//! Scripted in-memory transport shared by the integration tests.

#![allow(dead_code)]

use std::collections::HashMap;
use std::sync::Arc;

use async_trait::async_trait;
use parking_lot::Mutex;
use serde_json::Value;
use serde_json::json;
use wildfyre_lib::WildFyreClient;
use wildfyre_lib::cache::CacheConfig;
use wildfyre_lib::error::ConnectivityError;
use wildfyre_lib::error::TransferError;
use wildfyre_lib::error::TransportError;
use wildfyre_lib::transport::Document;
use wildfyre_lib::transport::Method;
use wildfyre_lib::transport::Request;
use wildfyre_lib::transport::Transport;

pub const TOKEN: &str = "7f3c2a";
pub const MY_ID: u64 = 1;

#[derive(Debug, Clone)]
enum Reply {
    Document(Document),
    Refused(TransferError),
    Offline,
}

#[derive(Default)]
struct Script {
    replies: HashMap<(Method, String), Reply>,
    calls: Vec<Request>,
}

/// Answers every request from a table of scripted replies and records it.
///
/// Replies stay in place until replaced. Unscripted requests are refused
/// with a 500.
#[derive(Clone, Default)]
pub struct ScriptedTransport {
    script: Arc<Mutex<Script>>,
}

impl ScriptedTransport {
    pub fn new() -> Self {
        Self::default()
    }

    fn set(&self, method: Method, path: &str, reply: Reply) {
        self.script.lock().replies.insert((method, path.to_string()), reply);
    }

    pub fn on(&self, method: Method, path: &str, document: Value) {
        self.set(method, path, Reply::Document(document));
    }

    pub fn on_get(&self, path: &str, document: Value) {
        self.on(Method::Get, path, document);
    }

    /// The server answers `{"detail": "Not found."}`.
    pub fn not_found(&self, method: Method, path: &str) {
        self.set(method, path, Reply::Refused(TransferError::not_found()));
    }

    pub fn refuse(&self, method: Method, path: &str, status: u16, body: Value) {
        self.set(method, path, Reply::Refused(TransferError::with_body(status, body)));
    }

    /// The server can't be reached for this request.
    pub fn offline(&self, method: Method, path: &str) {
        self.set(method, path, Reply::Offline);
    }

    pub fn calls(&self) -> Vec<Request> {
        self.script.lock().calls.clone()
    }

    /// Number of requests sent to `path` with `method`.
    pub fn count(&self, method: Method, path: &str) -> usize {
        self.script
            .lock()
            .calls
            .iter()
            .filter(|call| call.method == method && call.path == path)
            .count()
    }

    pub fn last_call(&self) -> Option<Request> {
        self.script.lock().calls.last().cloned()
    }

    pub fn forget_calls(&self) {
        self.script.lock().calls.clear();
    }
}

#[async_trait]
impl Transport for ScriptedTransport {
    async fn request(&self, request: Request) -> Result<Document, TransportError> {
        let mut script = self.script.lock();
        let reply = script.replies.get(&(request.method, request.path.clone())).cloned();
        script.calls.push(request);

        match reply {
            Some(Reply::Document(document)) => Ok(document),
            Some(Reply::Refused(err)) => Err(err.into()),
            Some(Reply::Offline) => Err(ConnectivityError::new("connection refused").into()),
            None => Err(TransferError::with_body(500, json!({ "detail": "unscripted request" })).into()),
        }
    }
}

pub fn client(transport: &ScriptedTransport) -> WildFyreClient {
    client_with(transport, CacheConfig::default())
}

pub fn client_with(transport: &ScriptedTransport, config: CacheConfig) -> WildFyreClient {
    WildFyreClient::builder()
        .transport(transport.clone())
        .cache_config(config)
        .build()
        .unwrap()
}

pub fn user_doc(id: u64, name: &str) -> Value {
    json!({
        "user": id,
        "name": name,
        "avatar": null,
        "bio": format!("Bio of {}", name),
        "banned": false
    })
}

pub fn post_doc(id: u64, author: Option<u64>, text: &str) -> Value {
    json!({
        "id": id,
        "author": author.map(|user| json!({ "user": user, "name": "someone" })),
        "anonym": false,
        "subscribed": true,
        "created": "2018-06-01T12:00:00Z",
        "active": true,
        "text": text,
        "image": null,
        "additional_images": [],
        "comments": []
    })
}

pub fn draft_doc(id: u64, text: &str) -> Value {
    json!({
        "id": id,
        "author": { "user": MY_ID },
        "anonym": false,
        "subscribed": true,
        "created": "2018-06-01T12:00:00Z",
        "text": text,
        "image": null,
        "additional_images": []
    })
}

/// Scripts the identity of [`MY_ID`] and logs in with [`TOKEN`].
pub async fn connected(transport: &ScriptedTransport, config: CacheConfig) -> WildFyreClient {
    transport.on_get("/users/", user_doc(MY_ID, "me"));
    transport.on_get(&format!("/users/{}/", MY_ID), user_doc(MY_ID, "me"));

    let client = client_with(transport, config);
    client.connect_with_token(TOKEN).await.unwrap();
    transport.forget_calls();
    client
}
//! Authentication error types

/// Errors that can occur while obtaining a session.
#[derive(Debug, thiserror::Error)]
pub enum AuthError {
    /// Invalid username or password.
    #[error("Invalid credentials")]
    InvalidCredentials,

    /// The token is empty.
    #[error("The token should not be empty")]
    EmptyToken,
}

* * * * * * *

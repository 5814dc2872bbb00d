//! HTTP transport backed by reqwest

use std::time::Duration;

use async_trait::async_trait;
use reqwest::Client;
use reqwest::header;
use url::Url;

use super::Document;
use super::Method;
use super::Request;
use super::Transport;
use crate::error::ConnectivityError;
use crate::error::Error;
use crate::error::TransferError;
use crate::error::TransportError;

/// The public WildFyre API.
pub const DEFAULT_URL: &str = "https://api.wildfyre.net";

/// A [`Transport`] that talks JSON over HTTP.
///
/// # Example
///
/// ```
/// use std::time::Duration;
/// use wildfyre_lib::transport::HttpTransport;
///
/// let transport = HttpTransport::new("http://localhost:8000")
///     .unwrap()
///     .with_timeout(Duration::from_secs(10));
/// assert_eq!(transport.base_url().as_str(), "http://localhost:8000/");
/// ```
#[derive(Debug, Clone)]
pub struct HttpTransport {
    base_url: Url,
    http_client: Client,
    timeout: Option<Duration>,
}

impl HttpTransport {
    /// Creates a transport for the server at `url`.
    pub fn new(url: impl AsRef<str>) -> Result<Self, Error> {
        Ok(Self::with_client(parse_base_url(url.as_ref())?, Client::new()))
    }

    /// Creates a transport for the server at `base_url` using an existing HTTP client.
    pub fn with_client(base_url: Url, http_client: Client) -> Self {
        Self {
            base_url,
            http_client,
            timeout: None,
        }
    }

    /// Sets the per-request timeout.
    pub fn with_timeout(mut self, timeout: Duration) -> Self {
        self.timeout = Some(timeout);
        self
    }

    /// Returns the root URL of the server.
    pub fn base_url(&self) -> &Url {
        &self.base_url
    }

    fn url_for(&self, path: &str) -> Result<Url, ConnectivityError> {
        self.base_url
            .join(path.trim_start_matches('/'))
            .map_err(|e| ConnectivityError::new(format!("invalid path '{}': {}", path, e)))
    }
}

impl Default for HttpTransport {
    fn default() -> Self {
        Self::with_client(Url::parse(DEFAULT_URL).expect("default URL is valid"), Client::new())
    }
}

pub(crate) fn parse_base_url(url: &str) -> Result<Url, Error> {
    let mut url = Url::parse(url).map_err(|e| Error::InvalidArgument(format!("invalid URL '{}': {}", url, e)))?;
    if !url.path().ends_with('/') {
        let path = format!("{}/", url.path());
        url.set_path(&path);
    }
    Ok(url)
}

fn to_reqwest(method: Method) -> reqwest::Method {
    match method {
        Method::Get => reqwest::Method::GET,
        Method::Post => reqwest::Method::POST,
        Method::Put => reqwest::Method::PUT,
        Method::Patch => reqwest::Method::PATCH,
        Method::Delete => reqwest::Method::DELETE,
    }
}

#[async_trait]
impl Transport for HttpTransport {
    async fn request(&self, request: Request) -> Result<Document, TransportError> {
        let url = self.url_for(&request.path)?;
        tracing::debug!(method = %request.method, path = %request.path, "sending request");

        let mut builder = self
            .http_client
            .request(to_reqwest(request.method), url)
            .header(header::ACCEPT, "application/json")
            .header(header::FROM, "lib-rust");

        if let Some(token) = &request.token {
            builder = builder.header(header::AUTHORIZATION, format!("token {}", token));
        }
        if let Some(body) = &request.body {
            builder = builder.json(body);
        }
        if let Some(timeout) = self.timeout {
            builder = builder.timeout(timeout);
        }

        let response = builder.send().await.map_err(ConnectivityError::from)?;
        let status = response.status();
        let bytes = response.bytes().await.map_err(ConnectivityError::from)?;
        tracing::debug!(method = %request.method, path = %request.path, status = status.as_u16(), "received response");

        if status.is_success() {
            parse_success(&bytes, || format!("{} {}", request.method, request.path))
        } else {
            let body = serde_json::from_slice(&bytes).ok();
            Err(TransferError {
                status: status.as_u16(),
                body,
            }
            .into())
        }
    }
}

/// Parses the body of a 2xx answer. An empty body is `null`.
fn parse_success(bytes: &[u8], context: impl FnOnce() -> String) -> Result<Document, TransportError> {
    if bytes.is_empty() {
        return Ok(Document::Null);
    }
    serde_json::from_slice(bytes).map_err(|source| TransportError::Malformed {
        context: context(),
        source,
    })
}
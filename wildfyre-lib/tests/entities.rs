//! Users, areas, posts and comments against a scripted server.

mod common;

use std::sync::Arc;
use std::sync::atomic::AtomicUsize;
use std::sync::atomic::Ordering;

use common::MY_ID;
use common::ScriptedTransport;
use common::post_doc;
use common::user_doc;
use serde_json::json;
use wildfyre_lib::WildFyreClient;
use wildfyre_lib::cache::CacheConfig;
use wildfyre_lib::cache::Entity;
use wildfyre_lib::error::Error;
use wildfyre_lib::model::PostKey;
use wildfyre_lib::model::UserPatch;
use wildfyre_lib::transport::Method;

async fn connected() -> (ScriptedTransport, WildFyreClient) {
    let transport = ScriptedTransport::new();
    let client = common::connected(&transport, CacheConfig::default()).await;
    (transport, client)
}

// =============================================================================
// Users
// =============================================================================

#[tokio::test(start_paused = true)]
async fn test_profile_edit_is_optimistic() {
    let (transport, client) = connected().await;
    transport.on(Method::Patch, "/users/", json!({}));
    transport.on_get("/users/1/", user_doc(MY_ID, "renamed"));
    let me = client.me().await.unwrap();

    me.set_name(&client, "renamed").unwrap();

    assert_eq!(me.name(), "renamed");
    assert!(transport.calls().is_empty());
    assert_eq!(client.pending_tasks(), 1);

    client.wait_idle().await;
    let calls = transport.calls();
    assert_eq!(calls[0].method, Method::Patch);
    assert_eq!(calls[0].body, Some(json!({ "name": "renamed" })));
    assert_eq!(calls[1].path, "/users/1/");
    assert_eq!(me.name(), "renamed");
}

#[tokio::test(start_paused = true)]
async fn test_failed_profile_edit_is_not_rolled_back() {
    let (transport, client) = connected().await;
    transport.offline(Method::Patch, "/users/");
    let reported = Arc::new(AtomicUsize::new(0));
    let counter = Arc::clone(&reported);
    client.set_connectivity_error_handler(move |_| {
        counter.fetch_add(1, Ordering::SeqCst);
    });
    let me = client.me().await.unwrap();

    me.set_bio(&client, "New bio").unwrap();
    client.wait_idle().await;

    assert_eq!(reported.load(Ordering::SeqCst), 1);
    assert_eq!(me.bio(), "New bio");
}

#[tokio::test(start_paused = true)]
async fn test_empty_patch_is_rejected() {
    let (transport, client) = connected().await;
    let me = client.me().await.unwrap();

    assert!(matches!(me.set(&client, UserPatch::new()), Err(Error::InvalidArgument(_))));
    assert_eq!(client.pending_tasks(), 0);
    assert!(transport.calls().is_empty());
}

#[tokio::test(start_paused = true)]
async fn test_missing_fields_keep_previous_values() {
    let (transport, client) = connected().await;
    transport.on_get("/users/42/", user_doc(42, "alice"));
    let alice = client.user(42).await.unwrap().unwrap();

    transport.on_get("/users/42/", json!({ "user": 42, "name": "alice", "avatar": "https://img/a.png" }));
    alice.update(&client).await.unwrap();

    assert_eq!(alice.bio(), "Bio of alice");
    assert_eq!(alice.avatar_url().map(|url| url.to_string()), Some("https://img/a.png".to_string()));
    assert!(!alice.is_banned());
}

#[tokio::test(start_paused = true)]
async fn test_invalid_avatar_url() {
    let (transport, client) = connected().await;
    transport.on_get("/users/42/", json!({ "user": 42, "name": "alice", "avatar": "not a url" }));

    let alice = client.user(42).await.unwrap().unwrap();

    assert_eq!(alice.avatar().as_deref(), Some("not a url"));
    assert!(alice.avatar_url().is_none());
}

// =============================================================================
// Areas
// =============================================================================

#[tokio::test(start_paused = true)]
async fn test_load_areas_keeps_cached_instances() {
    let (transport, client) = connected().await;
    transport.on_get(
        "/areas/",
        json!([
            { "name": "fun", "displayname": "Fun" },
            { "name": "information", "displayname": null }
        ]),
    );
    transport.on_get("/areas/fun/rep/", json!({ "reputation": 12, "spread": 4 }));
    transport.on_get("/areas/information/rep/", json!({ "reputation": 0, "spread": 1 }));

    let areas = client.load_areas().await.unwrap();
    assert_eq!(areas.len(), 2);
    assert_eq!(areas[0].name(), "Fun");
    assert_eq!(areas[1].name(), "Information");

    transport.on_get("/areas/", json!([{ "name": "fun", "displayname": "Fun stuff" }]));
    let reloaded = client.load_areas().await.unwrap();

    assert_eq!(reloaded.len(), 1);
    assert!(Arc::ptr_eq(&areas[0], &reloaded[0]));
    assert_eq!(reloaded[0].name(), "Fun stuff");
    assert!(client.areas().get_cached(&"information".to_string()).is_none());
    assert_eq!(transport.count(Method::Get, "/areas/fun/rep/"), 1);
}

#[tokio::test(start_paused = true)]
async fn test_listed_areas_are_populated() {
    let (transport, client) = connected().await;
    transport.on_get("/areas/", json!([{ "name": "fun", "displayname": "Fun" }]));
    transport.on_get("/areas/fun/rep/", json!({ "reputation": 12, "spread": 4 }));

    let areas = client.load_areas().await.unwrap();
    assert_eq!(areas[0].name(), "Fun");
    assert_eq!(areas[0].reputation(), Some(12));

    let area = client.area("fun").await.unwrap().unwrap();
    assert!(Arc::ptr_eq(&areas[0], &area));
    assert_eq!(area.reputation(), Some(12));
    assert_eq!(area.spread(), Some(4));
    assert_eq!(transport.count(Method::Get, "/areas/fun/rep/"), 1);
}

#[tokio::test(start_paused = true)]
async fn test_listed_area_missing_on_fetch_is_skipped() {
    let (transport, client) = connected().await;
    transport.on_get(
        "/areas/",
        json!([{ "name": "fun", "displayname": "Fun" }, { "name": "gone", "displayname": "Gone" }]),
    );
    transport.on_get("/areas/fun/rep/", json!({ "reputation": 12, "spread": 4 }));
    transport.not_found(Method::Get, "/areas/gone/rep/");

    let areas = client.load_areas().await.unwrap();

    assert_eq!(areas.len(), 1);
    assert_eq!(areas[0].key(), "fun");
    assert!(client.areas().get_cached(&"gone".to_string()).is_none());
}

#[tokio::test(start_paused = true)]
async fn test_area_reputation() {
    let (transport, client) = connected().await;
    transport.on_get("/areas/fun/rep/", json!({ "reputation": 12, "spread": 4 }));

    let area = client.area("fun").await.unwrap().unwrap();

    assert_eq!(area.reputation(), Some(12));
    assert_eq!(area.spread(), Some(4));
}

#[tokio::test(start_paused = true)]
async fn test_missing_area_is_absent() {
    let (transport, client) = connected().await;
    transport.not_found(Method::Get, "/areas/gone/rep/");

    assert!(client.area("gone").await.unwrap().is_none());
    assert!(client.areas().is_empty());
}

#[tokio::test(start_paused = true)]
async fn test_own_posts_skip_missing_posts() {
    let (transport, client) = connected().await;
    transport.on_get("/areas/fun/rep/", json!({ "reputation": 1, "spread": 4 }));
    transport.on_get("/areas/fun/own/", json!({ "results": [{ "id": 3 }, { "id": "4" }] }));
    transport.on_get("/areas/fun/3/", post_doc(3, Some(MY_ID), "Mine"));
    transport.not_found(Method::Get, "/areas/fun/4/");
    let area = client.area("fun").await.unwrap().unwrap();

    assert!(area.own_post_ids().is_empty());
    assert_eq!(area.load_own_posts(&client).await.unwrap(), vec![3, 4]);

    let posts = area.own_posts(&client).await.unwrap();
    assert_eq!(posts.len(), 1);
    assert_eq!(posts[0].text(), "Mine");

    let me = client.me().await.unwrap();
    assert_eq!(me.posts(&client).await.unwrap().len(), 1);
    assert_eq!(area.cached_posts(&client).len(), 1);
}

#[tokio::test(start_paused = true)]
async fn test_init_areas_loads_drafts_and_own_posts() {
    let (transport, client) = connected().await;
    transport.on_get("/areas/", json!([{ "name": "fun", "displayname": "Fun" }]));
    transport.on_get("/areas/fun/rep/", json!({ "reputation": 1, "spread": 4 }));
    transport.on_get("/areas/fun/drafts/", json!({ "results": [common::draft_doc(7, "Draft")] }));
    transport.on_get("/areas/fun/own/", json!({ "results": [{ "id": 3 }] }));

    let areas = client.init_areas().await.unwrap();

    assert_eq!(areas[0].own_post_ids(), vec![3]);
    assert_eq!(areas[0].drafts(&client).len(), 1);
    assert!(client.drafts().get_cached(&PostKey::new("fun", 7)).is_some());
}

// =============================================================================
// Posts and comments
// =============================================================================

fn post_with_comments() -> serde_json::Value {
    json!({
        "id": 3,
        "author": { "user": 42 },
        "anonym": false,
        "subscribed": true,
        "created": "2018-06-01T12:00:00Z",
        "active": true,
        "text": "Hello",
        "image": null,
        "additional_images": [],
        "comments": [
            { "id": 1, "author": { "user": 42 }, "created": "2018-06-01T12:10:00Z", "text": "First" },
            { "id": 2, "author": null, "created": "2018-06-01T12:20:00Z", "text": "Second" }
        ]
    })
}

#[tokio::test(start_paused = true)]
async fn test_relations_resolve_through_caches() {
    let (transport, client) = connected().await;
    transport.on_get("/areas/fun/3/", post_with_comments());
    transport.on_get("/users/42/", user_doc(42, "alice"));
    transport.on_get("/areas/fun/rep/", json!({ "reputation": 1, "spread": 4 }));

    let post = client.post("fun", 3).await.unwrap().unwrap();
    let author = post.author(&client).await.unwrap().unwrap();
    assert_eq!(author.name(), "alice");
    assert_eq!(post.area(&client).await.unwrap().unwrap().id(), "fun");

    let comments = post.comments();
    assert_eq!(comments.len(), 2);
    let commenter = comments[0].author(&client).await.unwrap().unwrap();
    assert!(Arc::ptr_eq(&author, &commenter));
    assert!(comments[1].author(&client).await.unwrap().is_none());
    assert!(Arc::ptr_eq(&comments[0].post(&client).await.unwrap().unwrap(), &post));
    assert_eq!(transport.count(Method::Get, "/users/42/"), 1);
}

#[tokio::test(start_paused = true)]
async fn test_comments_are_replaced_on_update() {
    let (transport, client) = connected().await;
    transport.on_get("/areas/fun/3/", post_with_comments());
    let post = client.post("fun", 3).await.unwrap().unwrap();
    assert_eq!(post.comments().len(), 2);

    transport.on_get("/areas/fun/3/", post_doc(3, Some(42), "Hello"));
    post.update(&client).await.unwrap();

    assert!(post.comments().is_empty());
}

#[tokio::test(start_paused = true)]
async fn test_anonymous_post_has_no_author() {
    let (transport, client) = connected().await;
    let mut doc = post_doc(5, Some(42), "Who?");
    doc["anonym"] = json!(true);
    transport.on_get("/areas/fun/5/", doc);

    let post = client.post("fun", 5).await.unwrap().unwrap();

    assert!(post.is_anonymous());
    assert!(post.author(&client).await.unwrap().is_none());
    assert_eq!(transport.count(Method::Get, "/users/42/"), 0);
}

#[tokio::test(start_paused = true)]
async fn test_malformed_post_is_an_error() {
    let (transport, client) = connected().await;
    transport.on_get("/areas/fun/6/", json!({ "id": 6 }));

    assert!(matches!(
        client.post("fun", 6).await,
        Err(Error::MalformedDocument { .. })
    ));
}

* * * * * * *

== WORK REQUEST ==
The entries above hold the needed span. Transcribe exactly the lines from the one with "async fn test_profile_edit_is_optimistic()" to the one with "let calls = transport.calls();", both included.

== RESPONSE TO THIS TASK ==
async fn test_profile_edit_is_optimistic() {
    let (transport, client) = connected().await;
    transport.on(Method::Patch, "/users/", json!({}));
    transport.on_get("/users/1/", user_doc(MY_ID, "renamed"));
    let me = client.me().await.unwrap();

    me.set_name(&client, "renamed").unwrap();

    assert_eq!(me.name(), "renamed");
    assert!(transport.calls().is_empty());
    assert_eq!(client.pending_tasks(), 1);

    client.wait_idle().await;
    let calls = transport.calls();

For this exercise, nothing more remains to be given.